I can investigate the size of the dataset by printing the shape of the table. This dataset has 2000 rows and 7 columns. This represents 2000 different pupils and their academic indicators.

In [None]:
#print the shape of the dataframe
print(df.shape)

I can also assess the column names and datatypes of the dataset using .info(). In section 2 I will consider the need to change datatypes as part of the cleaning process.

In [None]:
#print column names and datatypes 
print(df.info())

From the information above it looks like there are no null values. This is confirmed below as I check null values there are in each column by using .isna()

In [None]:
#check for null values and sum for each column
df.isna().sum()

I can check for duplicates also: none found

In [None]:
#check for duplicates sum results
df.duplicated().sum()

I can use .describe to give me an idea of some summary statistics for the numerical columns.
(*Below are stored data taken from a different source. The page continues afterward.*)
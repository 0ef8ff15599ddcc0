//! OpenAPI document for the auth API.

use utoipa::OpenApi;

use crate::api::handlers::{auth, health, me};
use crate::error::ErrorBody;
use crate::session::device::DeviceInfo;
use crate::twofactor::ChallengeMethod;

#[derive(OpenApi)]
#[openapi(
    paths(
        health::health,
        auth::login::login,
        auth::refresh::refresh,
        auth::refresh::logout,
        auth::two_factor::verify,
        me::me,
    ),
    components(schemas(
        health::Health,
        auth::types::LoginRequest,
        auth::types::LoginResponse,
        auth::types::RefreshRequest,
        auth::types::RefreshResponse,
        auth::types::LogoutRequest,
        auth::types::TwoFactorVerifyRequest,
        auth::types::TwoFactorVerifyResponse,
        me::MeResponse,
        DeviceInfo,
        ChallengeMethod,
        ErrorBody,
    )),
    tags(
        (name = "auth", description = "Login, token rotation, and two-factor elevation"),
        (name = "me", description = "Authenticated account endpoints"),
        (name = "health", description = "Service health")
    ),
    info(
        title = "amora-auth",
        description = "Authentication and session security for the Amora dating platform"
    )
)]
pub struct ApiDoc;

#[cfg(test)]
mod tests {
    use super::*;

    #[test]
    fn document_lists_every_auth_route() {
        let doc = ApiDoc::openapi();
        let paths: Vec<&String> = doc.paths.paths.keys().collect();
        for expected in [
            "/health",
            "/v1/auth/login",
            "/v1/auth/refresh",
            "/v1/auth/logout",
            "/v1/auth/2fa/verify",
            "/v1/me",
        ] {
            assert!(
                paths.iter().any(|path| path.as_str() == expected),
                "missing path {expected}"
            );
        }
    }
}
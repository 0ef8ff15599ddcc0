use amora_auth::cli::{actions, actions::Action, start, telemetry};
use anyhow::Result;

#[tokio::main]
async fn main() -> Result<()> {
    let (action, globals) = start()?;

    let result = match action {
        Action::Server { .. } => actions::server::handle(action, &globals).await,
    };

    telemetry::shutdown_tracer();

    result
}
I can assess the mean and standard deviation as well as checking for sensible values using the max and min

In [None]:
#get summary statistics round to 2d.p.
df.describe().round(2)

These summary statistics can be used to assess the data for sensible values. Checking the maximum and minumum values tells us the following:
- attendence has no values above 100% or below 0%
- both test scores (out of 40) do not have values above 40 or below 0
- the assignment score (out of 10) does not have any vlaues above 10 or below 0 
- daily study hours range from 1 to 5, which seams reasonable
- final exam marks (out of 100) have no values above 100 or below 0 

---

# Section 2: Data cleaning

Quick reminder of the data

In [None]:
#show the first 5 rows of the data
df.head()

An ethical consideration to make when using this dataset is the privacy of the pupils and with regard to them being identified in anyway. I do not need studentID at all for my analysis and hence can drop this column. This means that the data is fully annonomysed and no pupil can be identified in this dataset. In fact the data is synthetic, meaning that the rows do not represent real pupils. Despite this I will remove the studentID column any to simulate what would be best practice in a real world scenario. 

In [None]:
#drop student ID column
df = df.drop('Student_ID', axis=1)
df

In [None]:
df.info()

Now we have 6 columns, all with a datatype of int64. In each column the largest number is 100. Because of this we can make the memory useage of this dataset smaller by changing their datatypes to int8. This provides a smaller memory allocation for each number. This dataset is relatively small, so it is not as important, but if there were more data then it may make a significant difference. 

In [None]:
#save the column names in a list called cols
cols = df.columns

#loop through the colums in cols and change the datatype from int64 to int8

df = df.astype({col: 'int8' for col in cols})

#display changed datatypes
df.info()

Memory useage has now fallen from 93.9kB to 11.8kB

---

NOTE

* You may add as many sections as you want, as long as it supports your project workflow.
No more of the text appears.